EXERCISE DETAILS — Entries follow. Give back exactly the lines starting at the one containing "pub use discord::DiscordNotifier;" and ending at the one containing "Deliver one message", and no other lines.

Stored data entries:
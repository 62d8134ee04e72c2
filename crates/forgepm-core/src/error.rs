//! Error types for ForgePM

use std::path::PathBuf;

/// ForgePM error type
#[derive(Debug, thiserror::Error)]
pub enum Error {
    #[error("Instance not found: {0}")]
    InstanceNotFound(String),

    #[error("Instance already exists: {0}")]
    InstanceExists(String),

    #[error("Instance '{0}' is reserved and cannot be deleted")]
    ProtectedInstance(String),

    #[error("Invalid instance id: {0}")]
    InvalidInstanceId(String),

    #[error("Server is already running (pid {pid})")]
    AlreadyRunning { pid: u32 },

    #[error("Server path is not configured for instance '{0}'; set the instance path or the global server path")]
    MissingPath(String),

    #[error("Failed to launch server: {0}")]
    Launch(String),

    #[error("Config error: {0}")]
    ConfigError(String),

    #[error("Config file not found: {0}")]
    ConfigNotFound(PathBuf),

    #[error("RCON is not configured: {0}")]
    RconNotConfigured(String),

    #[error("RCON error: {0}")]
    Rcon(String),

    #[error("RCON authentication failed")]
    RconAuth,

    #[error("RCON request timed out after {0}ms")]
    RconTimeout(u64),

    #[error("RCON response id mismatch: sent {sent}, received {received}")]
    RconIdMismatch { sent: i32, received: i32 },

    #[error("Job not found: {0}")]
    JobNotFound(String),

    #[error("Invalid cron expression '{expr}': {reason}")]
    InvalidCron { expr: String, reason: String },

    #[error("Map slot {0} is not mapped")]
    MappingNotFound(u32),

    #[error("Invalid map slot: {0}")]
    InvalidSlot(String),

    #[error("{action} left instance '{instance}' in a partial state: {reason}")]
    PartialFailure {
        instance: String,
        action: String,
        reason: String,
    },

    #[error("IPC error: {0}")]
    IpcError(String),

    #[error("IPC connection failed: {0}")]
    IpcConnectionFailed(String),

    #[error("Daemon not running")]
    DaemonNotRunning,

    #[error("IO error: {0}")]
    IoError(#[from] std::io::Error),

    #[error("JSON error: {0}")]
    JsonError(#[from] serde_json::Error),

    #[error("TOML parse error: {0}")]
    TomlError(#[from] toml::de::Error),
}

/// Result type alias for ForgePM
pub type Result<T> = std::result::Result<T, Error>;

impl Error {
    pub fn config<S: Into<String>>(msg: S) -> Self {
        Error::ConfigError(msg.into())
    }

    pub fn ipc<S: Into<String>>(msg: S) -> Self {
        Error::IpcError(msg.into())
    }

    pub fn rcon<S: Into<String>>(msg: S) -> Self {
        Error::Rcon(msg.into())
    }

    pub fn launch<S: Into<String>>(msg: S) -> Self {
        Error::Launch(msg.into())
    }

    /// HTTP-style status code for this error
    pub fn status_code(&self) -> u16 {
        match self {
            Error::InstanceNotFound(_)
            | Error::JobNotFound(_)
            | Error::MappingNotFound(_)
            | Error::ConfigNotFound(_) => 404,
            Error::InstanceExists(_) | Error::AlreadyRunning { .. } => 409,
            Error::ProtectedInstance(_) => 403,
            Error::InvalidInstanceId(_)
            | Error::MissingPath(_)
            | Error::ConfigError(_)
            | Error::RconNotConfigured(_)
            | Error::InvalidCron { .. }
            | Error::InvalidSlot(_)
            | Error::TomlError(_) => 400,
            Error::Rcon(_) | Error::RconAuth | Error::RconIdMismatch { .. } => 502,
            Error::RconTimeout(_) => 504,
            Error::DaemonNotRunning | Error::IpcConnectionFailed(_) => 503,
            Error::PartialFailure { .. }
            | Error::Launch(_)
            | Error::IpcError(_)
            | Error::IoError(_)
            | Error::JsonError(_) => 500,
        }
    }

    /// Whether this is a configuration problem the operator has to fix
    pub fn is_config(&self) -> bool {
        matches!(
            self,
            Error::MissingPath(_)
                | Error::ConfigError(_)
                | Error::ConfigNotFound(_)
                | Error::RconNotConfigured(_)
                | Error::InvalidCron { .. }
        )
    }
}
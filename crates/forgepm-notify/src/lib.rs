//! forgepm notification system
//!
//! Instance events are rendered as a title, body and severity and posted to
//! a Discord webhook. An unconfigured manager accepts and drops everything.

pub mod config;
mod discord;
mod error;
mod event;
#[cfg(any(test, feature = "mock"))]
pub mod mock;

pub use config::{notify_config_path, DiscordConfig, NotifyConfig};
pub use discord::DiscordNotifier;
pub use error::{NotifyError, Result};
pub use event::{InstanceEvent, Severity, EVENT_TYPES};

use async_trait::async_trait;
use std::sync::Arc;
use tracing::warn;

/// Trait for notification backends
#[async_trait]
pub trait Notifier: Send + Sync {
    /// Deliver one message
    async fn send(&self, title: &str, body: &str, severity: Severity) -> Result<()>;

    /// Deliver a formatted instance event
    async fn send_event(&self, event: &InstanceEvent) -> Result<()> {
        self.send(event.title(), &event.format_message(), event.severity())
            .await
    }

    /// Check if the notifier is configured and ready
    fn is_configured(&self) -> bool;
}

/// Fire-and-forget delivery; failures are logged and dropped
pub fn dispatch(notifier: &Arc<dyn Notifier>, event: InstanceEvent) {
    let notifier = Arc::clone(notifier);
    tokio::spawn(async move {
        if let Err(e) = notifier.send_event(&event).await {
            warn!(
                "Failed to deliver {} notification for {}: {}",
                event.event_type(),
                event.instance(),
                e
            );
        }
    });
}

/// Manager for all notification channels
pub struct NotificationManager {
    discord: Option<DiscordNotifier>,
    config: NotifyConfig,
}

impl NotificationManager {
    pub fn new(config: NotifyConfig) -> Self {
        let discord = config
            .discord
            .as_ref()
            .filter(|d| !d.webhook_url.is_empty())
            .map(|d| DiscordNotifier::new(d.webhook_url.clone(), d.username.clone()));

        Self { discord, config }
    }

    /// Create a notification manager by loading config from default path
    pub fn from_config_file() -> Result<Self> {
        Ok(Self::new(NotifyConfig::load()?))
    }

    /// Check if this event type should trigger a notification
    fn should_notify(&self, event: &InstanceEvent) -> bool {
        if self.config.events.is_empty() {
            return true;
        }

        let event_type = event.event_type();
        self.config.events.iter().any(|e| e == event_type)
    }
}

#[async_trait]
impl Notifier for NotificationManager {
    async fn send(&self, title: &str, body: &str, severity: Severity) -> Result<()> {
        match self.discord {
            Some(ref discord) => discord.send(title, body, severity).await,
            None => Ok(()),
        }
    }

    async fn send_event(&self, event: &InstanceEvent) -> Result<()> {
        if !self.should_notify(event) {
            return Ok(());
        }
        self.send(event.title(), &event.format_message(), event.severity())
            .await
    }

    fn is_configured(&self) -> bool {
        self.discord
            .as_ref()
            .map(|d| d.is_configured())
            .unwrap_or(false)
    }
}
//! Mock implementations for testing

use crate::error::{NotifyError, Result};
use crate::event::{InstanceEvent, Severity};
use crate::Notifier;
use async_trait::async_trait;
use std::sync::atomic::{AtomicUsize, Ordering};
use std::sync::Arc;
use tokio::sync::Mutex;

/// A mock notifier for testing that records all sent messages
#[derive(Default)]
pub struct MockNotifier {
    /// (title, body, severity) of every delivered message
    messages: Arc<Mutex<Vec<(String, String, Severity)>>>,
    events: Arc<Mutex<Vec<InstanceEvent>>>,
    call_count: AtomicUsize,
    should_fail: bool,
}

impl MockNotifier {
    pub fn new() -> Self {
        Self::default()
    }

    /// Create a mock notifier that always fails
    pub fn failing() -> Self {
        Self {
            should_fail: true,
            ..Default::default()
        }
    }

    pub fn call_count(&self) -> usize {
        self.call_count.load(Ordering::SeqCst)
    }

    pub async fn messages(&self) -> Vec<(String, String, Severity)> {
        self.messages.lock().await.clone()
    }

    pub async fn events(&self) -> Vec<InstanceEvent> {
        self.events.lock().await.clone()
    }

    /// Check if any message title or body contains the text
    pub async fn was_message_sent(&self, text: &str) -> bool {
        self.messages
            .lock()
            .await
            .iter()
            .any(|(title, body, _)| title.contains(text) || body.contains(text))
    }

    pub async fn was_event_type_sent(&self, event_type: &str) -> bool {
        self.count_event_type(event_type).await > 0
    }

    pub async fn count_event_type(&self, event_type: &str) -> usize {
        self.events
            .lock()
            .await
            .iter()
            .filter(|e| e.event_type() == event_type)
            .count()
    }

    fn record_call(&self) -> Result<()> {
        self.call_count.fetch_add(1, Ordering::SeqCst);
        if self.should_fail {
            return Err(NotifyError::WebhookStatus(500));
        }
        Ok(())
    }
}

#[async_trait]
impl Notifier for MockNotifier {
    async fn send(&self, title: &str, body: &str, severity: Severity) -> Result<()> {
        self.record_call()?;
        self.messages
            .lock()
            .await
            .push((title.to_string(), body.to_string(), severity));
        Ok(())
    }

    async fn send_event(&self, event: &InstanceEvent) -> Result<()> {
        self.record_call()?;
        self.messages.lock().await.push((
            event.title().to_string(),
            event.format_message(),
            event.severity(),
        ));
        self.events.lock().await.push(event.clone());
        Ok(())
    }

    fn is_configured(&self) -> bool {
        true
    }
}
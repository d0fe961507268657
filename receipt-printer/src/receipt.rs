//! Receipt document encoder
//!
//! Turns a structured [`ReceiptDocument`] (title, sections of rows, footer)
//! into a flat ESC/POS byte stream. Pure and infallible: missing fields fall
//! back to defaults.

use serde::{Deserialize, Serialize};

use crate::encoding::TextEncoding;
use crate::escpos::{DEFAULT_WIDTH, EscPosBuilder, cmd};

/// One receipt line. A `right` value switches to the two-column layout.
#[derive(Debug, Clone, Default, PartialEq, Eq, Serialize, Deserialize)]
pub struct Row {
    #[serde(default)]
    pub left: String,
    #[serde(default, skip_serializing_if = "Option::is_none")]
    pub right: Option<String>,
}

impl Row {
    /// Single-column row
    pub fn text(left: impl Into<String>) -> Self {
        Self {
            left: left.into(),
            right: None,
        }
    }

    /// Two-column row, right text right-aligned
    pub fn pair(left: impl Into<String>, right: impl Into<String>) -> Self {
        Self {
            left: left.into(),
            right: Some(right.into()),
        }
    }
}

#[derive(Debug, Clone, Default, PartialEq, Eq, Serialize, Deserialize)]
pub struct Section {
    #[serde(default, skip_serializing_if = "Option::is_none")]
    pub heading: Option<String>,
    #[serde(default)]
    pub rows: Vec<Row>,
}

impl Section {
    pub fn new(heading: impl Into<String>) -> Self {
        Self {
            heading: Some(heading.into()),
            rows: Vec::new(),
        }
    }

    pub fn row(mut self, row: Row) -> Self {
        self.rows.push(row);
        self
    }
}

/// Intermediate representation of a receipt
#[derive(Debug, Clone, Default, PartialEq, Eq, Serialize, Deserialize)]
pub struct ReceiptDocument {
    #[serde(default, skip_serializing_if = "Option::is_none")]
    pub title: Option<String>,
    #[serde(default, skip_serializing_if = "Option::is_none")]
    pub subtitle: Option<String>,
    /// Separator line, defaults to a full line of dashes
    #[serde(default, skip_serializing_if = "Option::is_none")]
    pub separator: Option<String>,
    #[serde(default)]
    pub sections: Vec<Section>,
    #[serde(default, skip_serializing_if = "Option::is_none")]
    pub footer: Option<String>,
}

/// Receipt encoder bound to a paper width and code page
#[derive(Debug, Clone, Copy, PartialEq, Eq)]
pub struct ReceiptEncoder {
    width: usize,
    encoding: TextEncoding,
}

impl ReceiptEncoder {
    pub fn new(width: usize, encoding: TextEncoding) -> Self {
        Self { width, encoding }
    }

    pub fn width(&self) -> usize {
        self.width
    }

    pub fn encoding(&self) -> TextEncoding {
        self.encoding
    }

    /// Encode a full receipt
    pub fn encode(&self, doc: &ReceiptDocument) -> Vec<u8> {
        let mut b = EscPosBuilder::with_encoding(self.width, self.encoding);
        let separator = doc
            .separator
            .clone()
            .unwrap_or_else(|| "-".repeat(self.width));

        if let Some(title) = non_blank(&doc.title) {
            b.center().double_size().bold();
            b.line(title);
            b.bold_off().reset_size();
        }

        if let Some(subtitle) = non_blank(&doc.subtitle) {
            b.center().line(subtitle);
        }

        b.left().line(&separator);

        for section in &doc.sections {
            if let Some(heading) = &section.heading {
                b.bold().line(heading).bold_off();
            }
            for row in &section.rows {
                match &row.right {
                    Some(right) => b.line_lr(&row.left, right),
                    None => b.line(&row.left),
                };
            }
            b.line(&separator);
        }

        if let Some(footer) = non_blank(&doc.footer) {
            b.newline().center().line(footer);
        }

        b.raw(&cmd::FEED_5).raw(&cmd::CUT_PARTIAL);
        b.build()
    }

    /// Encode a minimal diagnostic page: text, feed, cut
    pub fn encode_text_page(&self, text: &str) -> Vec<u8> {
        let mut b = EscPosBuilder::with_encoding(self.width, self.encoding);
        b.line(text).raw(&cmd::FEED_3).raw(&cmd::CUT_PARTIAL);
        b.build()
    }
}

impl Default for ReceiptEncoder {
    fn default() -> Self {
        Self::new(DEFAULT_WIDTH, TextEncoding::default())
    }
}

/// Encode a receipt at 32 columns with the Latin-1 mapping
pub fn encode_receipt(doc: &ReceiptDocument) -> Vec<u8> {
    ReceiptEncoder::default().encode(doc)
}

/// Encode a diagnostic text page at 32 columns with the Latin-1 mapping
pub fn encode_text_page(text: &str) -> Vec<u8> {
    ReceiptEncoder::default().encode_text_page(text)
}

/// Blank header and footer text is skipped like a missing one
fn non_blank(text: &Option<String>) -> Option<&str> {
    text.as_deref().filter(|t| !t.trim().is_empty())
}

RESPONSE —
pub use discord::DiscordNotifier;
pub use error::{NotifyError, Result};
pub use event::{InstanceEvent, Severity, EVENT_TYPES};

use async_trait::async_trait;
use std::sync::Arc;
use tracing::warn;

/// Trait for notification backends
#[async_trait]
pub trait Notifier: Send + Sync {
    /// Deliver one message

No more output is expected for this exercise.